ABOUT THIS TASK: Starting at the top of the records, output every line through the one that contains "pub use roll::RollOutcome;", keeping each exactly as it appears.

BEGIN DATASET CONTENT

//! Dice and roll outcomes.
//!
//! Each turn rolls two shared ("white") dice and one die per enabled color.
//! The shared dice give one achievable value, their sum, usable on any row.
//! Each colored die pairs with each shared die to give two values usable on
//! its own row only.

mod roll;

pub use roll::RollOutcome;

use tracing::debug;

use crate::core::{ColorMap, GameRng, GameRngState};

/// Faces per die.
pub const DIE_SIDES: u8 = 6;

/// The dice of one game, driven by a seeded RNG.
#[derive(Clone, Debug)]
pub struct Dice {
    rng: GameRng,
}

impl Dice {
    /// Create dice with a seeded RNG.
    #[must_use]
    pub fn new(rng: GameRng) -> Self {
        Self { rng }
    }

    /// Roll the shared dice and the die of every enabled color.
    pub fn roll(&mut self, enabled: &ColorMap<bool>) -> RollOutcome {
        let shared = [self.rng.roll_die(DIE_SIDES), self.rng.roll_die(DIE_SIDES)];
        let mut colored = ColorMap::with_value(None);
        for (color, &on) in enabled.iter() {
            if on {
                colored[color] = Some(self.rng.roll_die(DIE_SIDES));
            }
        }
        let outcome = RollOutcome::from_parts(shared, colored);
        debug!(shared = ?outcome.shared(), sum = outcome.shared_sum(), "rolled dice");
        outcome
    }

    /// Dice continuing from a checkpoint.
    #[must_use]
    pub fn from_state(state: &GameRngState) -> Self {
        Self::new(GameRng::from_state(state))
    }

    /// Draw a seat index in `0..player_count`.
    pub fn pick_seat(&mut self, player_count: usize) -> usize {
        self.rng.gen_range_usize(0..player_count)
    }

    /// RNG checkpoint, for replaying the rest of a game.
    #[must_use]
    pub fn rng_state(&self) -> GameRngState {
        self.rng.state()
    }
}
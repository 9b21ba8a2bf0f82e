//! A participant's score sheet.

use serde::{Deserialize, Serialize};

use crate::core::{Color, ColorMap};

use super::row::Row;

/// Four rows, a failed-attempt counter and the participant's name.
#[derive(Clone, Debug, PartialEq, Eq, Hash, Serialize, Deserialize)]
pub struct Sheet {
    name: String,
    rows: ColorMap<Row>,
    failed_attempts: u32,
}

impl Sheet {
    /// Points lost per failed attempt.
    pub const FAILED_ATTEMPT_PENALTY: i32 = 5;

    /// Create an empty sheet.
    pub fn new(name: impl Into<String>) -> Self {
        Self {
            name: name.into(),
            rows: ColorMap::new(Row::new),
            failed_attempts: 0,
        }
    }

    #[must_use]
    pub fn name(&self) -> &str {
        &self.name
    }

    #[must_use]
    pub fn row(&self, color: Color) -> &Row {
        &self.rows[color]
    }

    /// All rows in sheet order.
    #[must_use]
    pub fn rows(&self) -> &ColorMap<Row> {
        &self.rows
    }

    #[must_use]
    pub fn failed_attempts(&self) -> u32 {
        self.failed_attempts
    }

    /// Mark `value` in the `color` row. Returns whether the mark was made.
    pub fn mark(&mut self, color: Color, value: u8) -> bool {
        self.rows[color].mark(value)
    }

    /// Record a failed attempt. The game, not the sheet, enforces the limit.
    pub fn add_failed_attempt(&mut self) {
        self.failed_attempts += 1;
    }

    /// Lock a row that another participant closed.
    pub fn force_close(&mut self, color: Color) {
        self.rows[color].force_close();
    }

    /// Sum of the row scores minus the failed-attempt penalties.
    #[must_use]
    pub fn total_score(&self) -> i32 {
        let rows: i32 = self.rows.values().map(Row::score).sum();
        rows - Self::FAILED_ATTEMPT_PENALTY * self.failed_attempts as i32
    }
}

impl std::fmt::Display for Sheet {
    fn fmt(&self, f: &mut std::fmt::Formatter<'_>) -> std::fmt::Result {
        let rule = "=".repeat(60);
        writeln!(f, "{}'s Score Sheet", self.name)?;
        writeln!(f, "{}", rule)?;
        for row in self.rows.values() {
            writeln!(f, "{}", row)?;
        }
        writeln!(f, "{}", rule)?;
        writeln!(f, "Failed attempts: {}", self.failed_attempts)?;
        write!(f, "Total score: {}", self.total_score())
    }
}
//! Score sheets: rows and their marking rules, sheets and scoring.

pub mod player_sheet;
pub mod row;

pub use player_sheet::Sheet;
pub use row::{Row, ROW_LENGTH};
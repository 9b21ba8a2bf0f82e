//! Row colors and per-color storage.
//!
//! ## Color
//!
//! The four tracks of a score sheet. Red and Yellow run 2 → 12,
//! Green and Blue run 12 → 2. The direction is a property of the variant,
//! so legality checks never compare color names.
//!
//! ## ColorMap
//!
//! Fixed-size per-color storage backed by an array, indexed by `Color`.

use serde::{Deserialize, Serialize};
use std::ops::{Index, IndexMut};
use std::str::FromStr;

use super::error::GameError;

/// Direction a row is filled in.
#[derive(Clone, Copy, Debug, PartialEq, Eq, Hash, Serialize, Deserialize)]
pub enum Direction {
    /// 2, 3, ..., 12
    Ascending,
    /// 12, 11, ..., 2
    Descending,
}

/// One of the four row colors.
#[derive(Clone, Copy, Debug, PartialEq, Eq, PartialOrd, Ord, Hash, Serialize, Deserialize)]
pub enum Color {
    Red,
    Yellow,
    Green,
    Blue,
}

impl Color {
    /// All colors in sheet order.
    pub const ALL: [Color; 4] = [Color::Red, Color::Yellow, Color::Green, Color::Blue];

    /// Number of colors on a sheet.
    pub const COUNT: usize = 4;

    /// Index into per-color arrays.
    #[must_use]
    pub const fn index(self) -> usize {
        self as usize
    }

    /// Direction this color's row is filled in.
    #[must_use]
    pub const fn direction(self) -> Direction {
        match self {
            Color::Red | Color::Yellow => Direction::Ascending,
            Color::Green | Color::Blue => Direction::Descending,
        }
    }

    /// Display name.
    #[must_use]
    pub const fn name(self) -> &'static str {
        match self {
            Color::Red => "Red",
            Color::Yellow => "Yellow",
            Color::Green => "Green",
            Color::Blue => "Blue",
        }
    }
}

impl std::fmt::Display for Color {
    fn fmt(&self, f: &mut std::fmt::Formatter<'_>) -> std::fmt::Result {
        f.pad(self.name())
    }
}

impl FromStr for Color {
    type Err = GameError;

    /// Parse a color name, ignoring case and surrounding whitespace.
    ///
    /// ```
    /// use qwixx_engine::core::Color;
    ///
    /// assert_eq!("green".parse::<Color>().unwrap(), Color::Green);
    /// assert!("purple".parse::<Color>().is_err());
    /// ```
    fn from_str(s: &str) -> Result<Self, Self::Err> {
        let trimmed = s.trim();
        Color::ALL
            .into_iter()
            .find(|c| c.name().eq_ignore_ascii_case(trimmed))
            .ok_or_else(|| GameError::UnknownColor(trimmed.to_string()))
    }
}

/// Per-color data storage with O(1) access.
///
/// ## Example
///
/// ```
/// use qwixx_engine::core::{Color, ColorMap};
///
/// let mut open: ColorMap<bool> = ColorMap::with_value(true);
/// open[Color::Blue] = false;
///
/// assert!(open[Color::Red]);
/// assert_eq!(open.iter().filter(|(_, &v)| v).count(), 3);
/// ```
#[derive(Clone, Copy, Debug, PartialEq, Eq, Hash, Serialize, Deserialize)]
pub struct ColorMap<T> {
    data: [T; Color::COUNT],
}

impl<T> ColorMap<T> {
    /// Create a map with values from a factory function.
    pub fn new(factory: impl Fn(Color) -> T) -> Self {
        Self {
            data: Color::ALL.map(factory),
        }
    }

    /// Create a map with every entry set to the same value.
    pub fn with_value(value: T) -> Self
    where
        T: Clone,
    {
        Self::new(|_| value.clone())
    }

    /// Create a map with default values.
    pub fn with_default() -> Self
    where
        T: Default,
    {
        Self::new(|_| T::default())
    }

    /// Iterate over (Color, &T) pairs in sheet order.
    pub fn iter(&self) -> impl Iterator<Item = (Color, &T)> {
        Color::ALL.into_iter().zip(self.data.iter())
    }

    /// Iterate over the values in sheet order.
    pub fn values(&self) -> impl Iterator<Item = &T> {
        self.data.iter()
    }
}

impl<T> Index<Color> for ColorMap<T> {
    type Output = T;

    fn index(&self, color: Color) -> &Self::Output {
        &self.data[color.index()]
    }
}

impl<T> IndexMut<Color> for ColorMap<T> {
    fn index_mut(&mut self, color: Color) -> &mut Self::Output {
        &mut self.data[color.index()]
    }
}
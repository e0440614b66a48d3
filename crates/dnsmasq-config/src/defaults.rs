//! Default values applied by configuration validation.

use std::env;
use std::net::{IpAddr, Ipv4Addr};
use std::path::PathBuf;

use crate::id::IdGenerator;
use crate::lease::{LeaseLength, LeaseUnit};

/// Netmask applied to the lease pool when none is configured.
pub const DEFAULT_NETMASK: IpAddr = IpAddr::V4(Ipv4Addr::new(255, 255, 255, 0));

/// Address dnsmasq listens on when none is configured.
pub const DEFAULT_LISTEN_ADDRESS: IpAddr = IpAddr::V4(Ipv4Addr::LOCALHOST);

/// DNS port handed to dnsmasq so it does not contend for port 53.
pub const DEFAULT_PORT: u16 = 5353;

/// Lease length handed out when none is configured.
pub const DEFAULT_LEASE_LENGTH: LeaseLength = LeaseLength::new(24, LeaseUnit::Hours);

/// Default log filter: quiet dependencies, supervisor events at `info`.
pub const DEFAULT_LOG_FILTER: &str = "warn,dnsmasq_dhcp=info,dnsmasq_config=info";

/// Prefix for generated pid file names.
const PID_FILE_PREFIX: &str = "dnsmasq-dhcp";

/// Owned log filter value used where allocation is required (e.g. serde).
#[must_use]
pub fn default_log_filter_string() -> String {
    DEFAULT_LOG_FILTER.to_owned()
}

/// Default logging format.
#[must_use]
pub const fn default_log_format() -> crate::logging::LogFormat {
    crate::logging::LogFormat::Json
}

/// Builds a fresh pid file path under the system temporary directory.
///
/// Each call consumes one id from `ids`, so two instances built from
/// configurations without a `pidFile` never share a path.
#[must_use]
pub fn default_pid_file(ids: &dyn IdGenerator) -> PathBuf {
    let mut path = env::temp_dir();
    path.push(format!("{PID_FILE_PREFIX}-{}.pid", ids.next_id()));
    path
}
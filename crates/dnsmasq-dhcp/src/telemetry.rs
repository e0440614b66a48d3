//! Optional tracing subscriber installation for hosts that do not bring their
//! own.
//!
//! Every supervisor event carries a `dnsmasq_dhcp::<module>` target, so the
//! default [`LoggingConfig`] filter surfaces resolution, spawn, exit and stop
//! events at `info` while keeping dependencies at `warn`.

use std::io::{self, IsTerminal};

use dnsmasq_config::{LogFormat, LoggingConfig};
use once_cell::sync::OnceCell;
use tracing::{Subscriber, subscriber::SetGlobalDefaultError};
use tracing_subscriber::EnvFilter;
use tracing_subscriber::fmt;

static TELEMETRY_GUARD: OnceCell<()> = OnceCell::new();

/// Handle returned once telemetry is in place.
#[derive(Debug, Default, Clone, Copy)]
pub struct TelemetryHandle;

/// Errors encountered while configuring telemetry.
#[derive(Debug, thiserror::Error)]
pub enum TelemetryError {
    /// The configured filter directive did not parse.
    #[error("invalid log filter '{filter}': {reason}")]
    Filter {
        /// Directive as configured.
        filter: String,
        /// Parser message.
        reason: String,
    },
    /// Another global subscriber was already installed by the host.
    #[error("failed to install telemetry subscriber: {0}")]
    Subscriber(SetGlobalDefaultError),
}

/// Installs the global tracing subscriber on first use.
///
/// Later calls return a fresh [`TelemetryHandle`] without touching global
/// state, even when they pass a different configuration.
///
/// ```rust
/// use dnsmasq_dhcp::dnsmasq_config::LoggingConfig;
/// use dnsmasq_dhcp::telemetry;
///
/// # fn main() -> Result<(), telemetry::TelemetryError> {
/// let config = LoggingConfig::default();
/// let _first = telemetry::initialise(&config)?;
/// let _second = telemetry::initialise(&config)?;
/// # Ok(())
/// # }
/// ```
pub fn initialise(config: &LoggingConfig) -> Result<TelemetryHandle, TelemetryError> {
    TELEMETRY_GUARD
        .get_or_try_init(|| install_subscriber(config))
        .map(|_| TelemetryHandle)
}

fn env_filter(config: &LoggingConfig) -> Result<EnvFilter, TelemetryError> {
    EnvFilter::try_new(&config.filter).map_err(|error| TelemetryError::Filter {
        filter: config.filter.clone(),
        reason: error.to_string(),
    })
}

fn install_subscriber(config: &LoggingConfig) -> Result<(), TelemetryError> {
    let filter = env_filter(config)?;
    let ansi = config.use_ansi(io::stderr().is_terminal());

    let builder = fmt::Subscriber::builder()
        .with_env_filter(filter)
        .with_target(true)
        .with_writer(io::stderr)
        .with_ansi(ansi)
        .with_timer(fmt::time::UtcTime::rfc_3339());

    let subscriber: Box<dyn Subscriber + Send + Sync> = match config.format {
        LogFormat::Json => Box::new(builder.json().flatten_event(true).finish()),
        LogFormat::Compact => Box::new(builder.compact().finish()),
    };

    tracing::subscriber::set_global_default(subscriber).map_err(TelemetryError::Subscriber)
}
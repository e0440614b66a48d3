//! Field-level schema checks over a loosely typed JSON object.
//!
//! [`Fields`] wraps one JSON object and knows the path it was reached by, so
//! every error names the offending field precisely (`hostsSpec[2].ip`).

use std::net::IpAddr;
use std::str::FromStr;

use serde_json::{Map, Value};

use crate::error::ConfigError;

const MAX_DOMAIN_LENGTH: usize = 253;
const MAX_LABEL_LENGTH: usize = 63;

/// Returns the JSON type name used in error messages.
pub(crate) const fn json_type(value: &Value) -> &'static str {
    match value {
        Value::Null => "null",
        Value::Bool(_) => "a boolean",
        Value::Number(_) => "a number",
        Value::String(_) => "a string",
        Value::Array(_) => "an array",
        Value::Object(_) => "an object",
    }
}

/// Borrowed view of one configuration object.
pub(crate) struct Fields<'a> {
    map: &'a Map<String, Value>,
    prefix: String,
}

impl<'a> Fields<'a> {
    pub(crate) fn root(value: &'a Value) -> Result<Self, ConfigError> {
        Self::nested(value, String::new())
    }

    fn nested(value: &'a Value, prefix: String) -> Result<Self, ConfigError> {
        match value {
            Value::Object(map) => Ok(Self { map, prefix }),
            other if prefix.is_empty() => Err(ConfigError::NotAnObject {
                found: json_type(other),
            }),
            other => Err(ConfigError::InvalidType {
                field: prefix,
                expected: "an object",
                found: json_type(other),
            }),
        }
    }

    pub(crate) fn path(&self, key: &str) -> String {
        if self.prefix.is_empty() {
            key.to_owned()
        } else {
            format!("{}.{key}", self.prefix)
        }
    }

    /// Rejects keys outside `allowed`, reporting the first in key order.
    pub(crate) fn reject_unknown(&self, allowed: &[&str]) -> Result<(), ConfigError> {
        match self.map.keys().find(|key| !allowed.contains(&key.as_str())) {
            Some(key) => Err(ConfigError::UnknownField {
                field: self.path(key),
            }),
            None => Ok(()),
        }
    }

    pub(crate) fn optional_str(&self, key: &str) -> Result<Option<&'a str>, ConfigError> {
        match self.map.get(key) {
            None => Ok(None),
            Some(Value::String(text)) => Ok(Some(text.as_str())),
            Some(other) => Err(self.invalid_type(key, "a string", other)),
        }
    }

    pub(crate) fn required_str(&self, key: &str) -> Result<&'a str, ConfigError> {
        self.optional_str(key)?
            .ok_or_else(|| ConfigError::MissingField {
                field: self.path(key),
            })
    }

    /// A required string that must contain something other than whitespace.
    pub(crate) fn required_non_empty(&self, key: &str) -> Result<&'a str, ConfigError> {
        let text = self.required_str(key)?;
        self.ensure_non_empty(key, text)?;
        Ok(text)
    }

    pub(crate) fn ensure_non_empty(&self, key: &str, text: &str) -> Result<(), ConfigError> {
        if text.trim().is_empty() {
            return Err(self.invalid_value(key, "must not be empty"));
        }
        Ok(())
    }

    pub(crate) fn required_ip(&self, key: &str) -> Result<IpAddr, ConfigError> {
        let text = self.required_str(key)?;
        self.parse_ip(key, text)
    }

    pub(crate) fn optional_ip(&self, key: &str) -> Result<Option<IpAddr>, ConfigError> {
        self.optional_str(key)?
            .map(|text| self.parse_ip(key, text))
            .transpose()
    }

    /// Parses a value through its [`FromStr`] impl, reporting the impl's message.
    pub(crate) fn optional_parsed<T>(&self, key: &str) -> Result<Option<T>, ConfigError>
    where
        T: FromStr,
        T::Err: std::fmt::Display,
    {
        self.optional_str(key)?
            .map(|text| {
                text.parse::<T>()
                    .map_err(|error| self.invalid_value(key, &error.to_string()))
            })
            .transpose()
    }

    pub(crate) fn required_parsed<T>(&self, key: &str) -> Result<T, ConfigError>
    where
        T: FromStr,
        T::Err: std::fmt::Display,
    {
        self.optional_parsed(key)?
            .ok_or_else(|| ConfigError::MissingField {
                field: self.path(key),
            })
    }

    /// Accepts an integer or a numeric string in `0..=65535`.
    pub(crate) fn optional_port(&self, key: &str) -> Result<Option<u16>, ConfigError> {
        let out_of_range =
            || self.invalid_value(key, "must be a port number between 0 and 65535");
        match self.map.get(key) {
            None => Ok(None),
            Some(Value::Number(number)) => number
                .as_u64()
                .and_then(|raw| u16::try_from(raw).ok())
                .map(Some)
                .ok_or_else(out_of_range),
            Some(Value::String(text)) => text
                .trim()
                .parse::<u16>()
                .map(Some)
                .map_err(|_| out_of_range()),
            Some(other) => Err(self.invalid_type(key, "a port number", other)),
        }
    }

    /// Accepts a boolean or the strings `"true"`/`"false"`.
    pub(crate) fn optional_bool(&self, key: &str) -> Result<Option<bool>, ConfigError> {
        match self.map.get(key) {
            None => Ok(None),
            Some(Value::Bool(flag)) => Ok(Some(*flag)),
            Some(Value::String(text)) if text.eq_ignore_ascii_case("true") => Ok(Some(true)),
            Some(Value::String(text)) if text.eq_ignore_ascii_case("false") => Ok(Some(false)),
            Some(other) => Err(self.invalid_type(key, "a boolean", other)),
        }
    }

    /// Visits each object in an optional array, handing out nested views.
    pub(crate) fn optional_objects(
        &self,
        key: &str,
    ) -> Result<Option<Vec<Fields<'a>>>, ConfigError> {
        match self.map.get(key) {
            None => Ok(None),
            Some(Value::Array(items)) => items
                .iter()
                .enumerate()
                .map(|(index, item)| Self::nested(item, format!("{}[{index}]", self.path(key))))
                .collect::<Result<Vec<_>, _>>()
                .map(Some),
            Some(other) => Err(self.invalid_type(key, "an array", other)),
        }
    }

    pub(crate) fn optional_domain(&self, key: &str) -> Result<Option<&'a str>, ConfigError> {
        let Some(text) = self.optional_str(key)? else {
            return Ok(None);
        };
        if !is_domain_name(text) {
            return Err(self.invalid_value(key, &format!("'{text}' is not a valid domain name")));
        }
        Ok(Some(text))
    }

    fn parse_ip(&self, key: &str, text: &str) -> Result<IpAddr, ConfigError> {
        text.parse::<IpAddr>()
            .map_err(|_| self.invalid_value(key, &format!("'{text}' is not a valid IP address")))
    }

    fn invalid_type(&self, key: &str, expected: &'static str, found: &Value) -> ConfigError {
        ConfigError::InvalidType {
            field: self.path(key),
            expected,
            found: json_type(found),
        }
    }

    fn invalid_value(&self, key: &str, reason: &str) -> ConfigError {
        ConfigError::InvalidValue {
            field: self.path(key),
            reason: reason.to_owned(),
        }
    }
}

/// Checks hostname syntax: at least two labels, a non-numeric top-level label.
pub(crate) fn is_domain_name(text: &str) -> bool {
    if text.is_empty() || text.len() > MAX_DOMAIN_LENGTH {
        return false;
    }
    let labels: Vec<&str> = text.split('.').collect();
    if labels.len() < 2 || !labels.iter().all(|label| is_label(label)) {
        return false;
    }
    labels
        .last()
        .is_some_and(|tld| !tld.bytes().all(|byte| byte.is_ascii_digit()))
}

fn is_label(label: &str) -> bool {
    !label.is_empty()
        && label.len() <= MAX_LABEL_LENGTH
        && !label.starts_with('-')
        && !label.ends_with('-')
        && label
            .bytes()
            .all(|byte| byte.is_ascii_alphanumeric() || byte == b'-')
}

END DATASET CONTENT

EXERCISE RESULT:
//! Dice and roll outcomes.
//!
//! Each turn rolls two shared ("white") dice and one die per enabled color.
//! The shared dice give one achievable value, their sum, usable on any row.
//! Each colored die pairs with each shared die to give two values usable on
//! its own row only.

mod roll;

pub use roll::RollOutcome;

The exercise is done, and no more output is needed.